The researchers looked at data from 21 trials, involving more than 2,000 patients (many over the age of 65) to reach their conclusions.

Outrageous. What of the youngsters like me, a spring chicken of 60? And all the wannabe mamas who are stuggling to conceive? And the poor menopausal women who are being told it's just your age? That it can be written thus and purported as a useful piece of research is beyond shocking.

"So we beat on, boats against the current, borne back ceaselessly into the past.”

With research like this, what hope do we have?

Keep buggering on CSF. A pox on experts like this.

HollieBerry profile image
HollieBerry in reply toRapunzel

It’s a disgrace isn’t it. I got diagnosed post partum in 2013 and it never corrected itself, as often happens. My health has deteriorated ever since. I’m now 33 and had to give up my job in October due to being so ill all the time... whether it be physically or mentally.... and thats depressing in itself! 🤦🏼‍♀️ x

Rapunzel profile image
Rapunzel in reply toHollieBerry

I've had to think outside the box and do something very different to what I was doing when diagnosed. It affords me down time as and when and if I have to be busy, more likely than not it's for a couple of hours at a time. It's been hard work but I'm established now and loving every minute of sticking it to the man - I'm self employed and my boss often says, you're tired out...have an afternoon nap with my blessing!

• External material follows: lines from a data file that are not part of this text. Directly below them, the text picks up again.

use std::collections::BTreeMap;

use base64::prelude::BASE64_STANDARD;
use base64::Engine;
use http::header::{HeaderValue, AUTHORIZATION};
use reqwest::Request;

use crate::base_string::{signature_base, sorted_pairs};
use crate::params::collect_parameters;
use crate::sources::{Clock, NonceSource, RandomNonce, SystemClock};
use crate::{
    Config, HmacSha1, SignError, SignResult, SignatureMethod, Token, OAUTH_CALLBACK_KEY,
    OAUTH_CONSUMER_KEY, OAUTH_NONCE_KEY, OAUTH_SIGNATURE_KEY, OAUTH_SIGNATURE_METHOD_KEY,
    OAUTH_TIMESTAMP_KEY, OAUTH_TOKEN_KEY, OAUTH_VERIFIER_KEY, OAUTH_VERSION_KEY,
};

const AUTHORIZATION_PREFIX: &str = "OAuth ";
const OAUTH_VERSION: &str = "1.0";

/// OAuth protocol parameters, keyed by parameter name.
pub type OAuthParameters = BTreeMap<String, String>;

/// Signs requests and sets their `Authorization` header.
///
/// A signer holds no mutable state; nonce and timestamp are drawn from its
/// sources once per signing call, so it can be shared between tasks.
#[derive(Debug, Clone)]
pub struct Signer<'a, TSignatureMethod = HmacSha1, TClock = SystemClock, TNonce = RandomNonce> {
    config: &'a Config,
    signature_method: TSignatureMethod,
    clock: TClock,
    nonce_source: TNonce,
}

impl<'a> Signer<'a> {
    /// HMAC-SHA1 with the system clock and random nonces.
    pub fn new(config: &'a Config) -> Self {
        Signer::with_sources(config, HmacSha1, SystemClock, RandomNonce)
    }
}

impl<'a, TSignatureMethod, TClock, TNonce> Signer<'a, TSignatureMethod, TClock, TNonce>
where
    TSignatureMethod: SignatureMethod,
    TClock: Clock,
    TNonce: NonceSource,
{
    pub fn with_sources(
        config: &'a Config,
        signature_method: TSignatureMethod,
        clock: TClock,
        nonce_source: TNonce,
    ) -> Self {
        Signer {
            config,
            signature_method,
            clock,
            nonce_source,
        }
    }

    pub fn config(&self) -> &'a Config {
        self.config
    }

    /// Signs a temporary credential request (RFC 5849 2.1). Adds
    /// `oauth_callback`; the token secret is empty.
    pub fn sign_request_token(&self, request: &mut Request) -> SignResult<()> {
        let mut oauth_params = self.common_params();
        oauth_params.insert(
            OAUTH_CALLBACK_KEY.to_owned(),
            self.config.callback_url().to_owned(),
        );
        self.set_authorization_header(request, oauth_params, "")
    }

    /// Signs a token credential request (RFC 5849 2.3) with the temporary
    /// credential and the verifier the resource owner received.
    pub fn sign_access_token(
        &self,
        request: &mut Request,
        request_token: &Token,
        verifier: &str,
    ) -> SignResult<()> {
        let mut oauth_params = self.common_params();
        oauth_params.insert(OAUTH_TOKEN_KEY.to_owned(), request_token.token.clone());
        oauth_params.insert(OAUTH_VERIFIER_KEY.to_owned(), verifier.to_owned());
        self.set_authorization_header(request, oauth_params, &request_token.token_secret)
    }

    /// Signs a resource request with a token credential (RFC 5849 3.1).
    pub fn sign_request(&self, request: &mut Request, access_token: &Token) -> SignResult<()> {
        let mut oauth_params = self.common_params();
        oauth_params.insert(OAUTH_TOKEN_KEY.to_owned(), access_token.token.clone());
        self.set_authorization_header(request, oauth_params, &access_token.token_secret)
    }

    /// Fresh protocol parameters shared by every request, without
    /// `oauth_signature`.
    pub fn common_params(&self) -> OAuthParameters {
        let mut params = OAuthParameters::new();
        params.insert(
            OAUTH_CONSUMER_KEY.to_owned(),
            self.config.consumer_key().to_owned(),
        );
        params.insert(
            OAUTH_SIGNATURE_METHOD_KEY.to_owned(),
            self.signature_method.name().to_owned(),
        );
        params.insert(
            OAUTH_TIMESTAMP_KEY.to_owned(),
            self.clock.now().to_string(),
        );
        params.insert(OAUTH_NONCE_KEY.to_owned(), self.nonce_source.nonce());
        params.insert(OAUTH_VERSION_KEY.to_owned(), OAUTH_VERSION.to_owned());
        params
    }

    /// Base64 encoded signature of `base_string`.
    pub fn sign(&self, token_secret: &str, base_string: &str) -> String {
        let signature =
            self.signature_method
                .sign(self.config.consumer_secret(), token_secret, base_string);
        BASE64_STANDARD.encode(signature)
    }

    fn set_authorization_header(
        &self,
        request: &mut Request,
        mut oauth_params: OAuthParameters,
        token_secret: &str,
    ) -> SignResult<()> {
        let params = collect_parameters(request, &oauth_params)?;
        let base_string = signature_base(request.method(), request.url(), &params);
        let signature = self.sign(token_secret, &base_string);
        oauth_params.insert(OAUTH_SIGNATURE_KEY.to_owned(), signature);

        let header = HeaderValue::from_str(&authorization_header(&oauth_params))
            .map_err(|err| SignError::InvalidHeader(err.to_string()))?;
        tracing::debug!(
            method = %request.method(),
            url = %request.url(),
            "signed OAuth1 request"
        );
        request.headers_mut().insert(AUTHORIZATION, header);
        Ok(())
    }
}

/// Formats protocol parameters as an `Authorization` header value (RFC 5849
/// 3.5.1): `OAuth ` followed by `key="value"` pairs, percent encoded, ordered
/// by encoded key and separated by `, `.
///
/// `oauth_params` should already contain `oauth_signature`.
pub fn authorization_header(oauth_params: &OAuthParameters) -> String {
    let pairs = sorted_pairs(oauth_params, |key, value| format!("{}=\"{}\"", key, value));
    format!("{}{}", AUTHORIZATION_PREFIX, pairs.join(", "))
}
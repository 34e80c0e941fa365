//! Time and nonce sources for the signer.

use std::time::{SystemTime, UNIX_EPOCH};

use base64::prelude::BASE64_STANDARD;
use base64::Engine;

/// Supplies `oauth_timestamp`.
pub trait Clock {
    /// Seconds since the Unix epoch.
    fn now(&self) -> u64;
}

/// Supplies `oauth_nonce`. Every call must produce a fresh value; providers
/// reject a nonce they have already seen.
pub trait NonceSource {
    fn nonce(&self) -> String;
}

#[derive(Debug, Clone, Copy, Default)]
pub struct SystemClock;

impl Clock for SystemClock {
    fn now(&self) -> u64 {
        SystemTime::now()
            .duration_since(UNIX_EPOCH)
            .map(|elapsed| elapsed.as_secs())
            .unwrap_or_default()
    }
}

/// 32 random bytes, base64 encoded.
#[derive(Debug, Clone, Copy, Default)]
pub struct RandomNonce;

impl NonceSource for RandomNonce {
    fn nonce(&self) -> String {
        let bytes: [u8; 32] = rand::random();
        BASE64_STANDARD.encode(bytes)
    }
}

/// Always reports the same time. Meant for tests and reproducing signatures.
#[derive(Debug, Clone, Copy, PartialEq, Eq)]
pub struct FixedClock(pub u64);

impl Clock for FixedClock {
    fn now(&self) -> u64 {
        self.0
    }
}

/// Always hands out the same nonce. Meant for tests and reproducing
/// signatures; never use it against a real provider.
#[derive(Debug, Clone, PartialEq, Eq)]
pub struct FixedNonce(pub String);

impl FixedNonce {
    pub fn new<T: Into<String>>(nonce: T) -> Self {
        FixedNonce(nonce.into())
    }
}

impl NonceSource for FixedNonce {
    fn nonce(&self) -> String {
        self.0.clone()
    }
}
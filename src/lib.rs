/*!
oauth1-signer: OAuth 1.0a (RFC 5849) for [reqwest](https://crates.io/crates/reqwest).

# Overview

This library signs outgoing requests with `HMAC-SHA1` and drives the
three-legged handshake a consumer uses to obtain token credentials:

1. temporary credential request ([`Config::request_token`]),
2. resource owner authorization ([`Config::authorization_url`], then
   [`Config::handle_authorization_callback`] on the way back),
3. token credential request ([`Config::access_token`]).

Network I/O goes through a [`Transport`]; `reqwest::Client` is one. Nothing is
retried. A failed step is simply called again, which signs a new request with
a new nonce and timestamp.

# How to use

## Basic usecase 1 - acquiring OAuth token & secret

```rust,no_run
# async fn run() -> oauth1_signer::Result<()> {
use oauth1_signer::{Config, Endpoint};

let config = Config::new("[CONSUMER_KEY]", "[CONSUMER_SECRET]")
    .callback("https://consumer.example.com/ready")
    .endpoint(Endpoint::new(
        "https://api.example.com/oauth/request_token",
        "https://api.example.com/oauth/authorize",
        "https://api.example.com/oauth/access_token",
    ));
let transport = reqwest::Client::new();

// step 1: acquire request token & token secret
let temporary = config.request_token(&transport).await?;

// step 2: send the resource owner to the provider
println!("please access to: {}", config.authorization_url(&temporary.token.token)?);

// ...the provider redirects back to the callback URL
# let callback = http::Request::builder().uri("https://consumer.example.com/ready").body(Vec::new()).unwrap();
let verification = config.handle_authorization_callback(&callback)?;

// step 3: acquire access token
let access = config
    .access_token(&transport, &temporary.token, &verification.verifier)
    .await?;
println!("other attributes: {:#?}", access.remain);
# Ok(())
# }
```

## Basic usecase 2 - sending signed requests

```rust,no_run
# async fn run() -> oauth1_signer::Result<()> {
use oauth1_signer::{Config, OAuthClientProvider, Token};

let config = Config::new("[CONSUMER_KEY]", "[CONSUMER_SECRET]");
let access_token = Token::new("[ACCESS_TOKEN]", "[TOKEN_SECRET]");

let client = reqwest::Client::new().oauth1(&config, access_token);
let resp = client
    .send(
        client
            .post("https://api.example.com/1.1/statuses/update.json")
            .form(&[("status", "Hello, OAuth!")]),
    )
    .await?;
# Ok(())
# }
```

Deterministic signatures, e.g. for tests, come from a [`Signer`] built with
[`FixedClock`] and [`FixedNonce`].
*/
mod base_string;
mod client;
mod config;
mod encode;
mod error;
mod flow;
mod form;
mod params;
mod signature_method;
mod signer;
mod sources;
mod token_reader;
mod transport;

// exposed to external program
pub use base_string::{base_uri, normalized_parameter_string, signature_base};
pub use client::{Client, OAuthClientProvider};
pub use config::{Config, Endpoint, Token, OUT_OF_BAND_CALLBACK};
pub use encode::percent_encode;
pub use error::{
    CallbackError, Error, FormError, Result, SignError, SignResult, TokenReaderError,
    TokenReaderResult,
};
pub use flow::Verification;
pub use signature_method::{HmacSha1, SignatureMethod};
pub use signer::{authorization_header, OAuthParameters, Signer};
pub use sources::{Clock, FixedClock, FixedNonce, NonceSource, RandomNonce, SystemClock};
pub use token_reader::TokenResponse;
pub use transport::Transport;

// exposed constant variables
/// Represents `oauth_callback`.
pub const OAUTH_CALLBACK_KEY: &str = "oauth_callback";
/// Represents `oauth_consumer_key`.
pub const OAUTH_CONSUMER_KEY: &str = "oauth_consumer_key";
/// Represents `oauth_nonce`.
pub const OAUTH_NONCE_KEY: &str = "oauth_nonce";
/// Represents `oauth_signature`.
pub const OAUTH_SIGNATURE_KEY: &str = "oauth_signature";
/// Represents `oauth_signature_method`.
pub const OAUTH_SIGNATURE_METHOD_KEY: &str = "oauth_signature_method";
/// Represents `oauth_timestamp`.
pub const OAUTH_TIMESTAMP_KEY: &str = "oauth_timestamp";
/// Represents `oauth_token`.
pub const OAUTH_TOKEN_KEY: &str = "oauth_token";
/// Represents `oauth_verifier`.
pub const OAUTH_VERIFIER_KEY: &str = "oauth_verifier";
/// Represents `oauth_version`.
pub const OAUTH_VERSION_KEY: &str = "oauth_version";

// crate-private constant variables
pub(crate) const FORM_CONTENT_TYPE: &str = "application/x-www-form-urlencoded";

I wish you joy in finding an alternative use for your skill set. I dread retirement - I'm worried I'll just seize up and die!

765nottyash profile image
765nottyash

I got struck off from my Docs for saying what I think, I've been buying Nature Thyroid for the last 11 years and basically looking after myself. Free is only good if it helps and the NHS are overload and don't have time for us, I feel so much better taking control.

HollieBerry profile image
HollieBerry in reply to765nottyash

This seems like the best way forward us doesn’t it. I’ve not heard of nature thyroid... has it worked well for you? x

765nottyash profile image
765nottyash in reply toHollieBerry

I tried Armour for awhile then they change it and it didn't seem to work as well, then I found Nature Thyroid it's cheaper and seems to work best for me, I buy it on line.

Changing my diet has had the most impact on my health, trial and error is the best way forward, eliminating one food/treatment/drug at a time until you find what works for you. Luckily we have forums like this to help.

The NHS is damaged in my opinion and if you want to be well and the best you, you can be, you have to take your life in your own hands!

Lilian15 profile image
Lilian15

Well there is your answer. If people are not treated for hypothyroidism then no free prescriptions. All the things that go wrong when not treated will have prescriptions for which are then paid for.

Cooper27 profile image
Cooper27 in reply toLilian15

Scotland gives free prescriptions to everyone, and the level of care here is no better.

helvella profile image
helvellaAdministrator in reply toCooper27

And Wales and NI. Within the UK, prescription charges are an England-only issue.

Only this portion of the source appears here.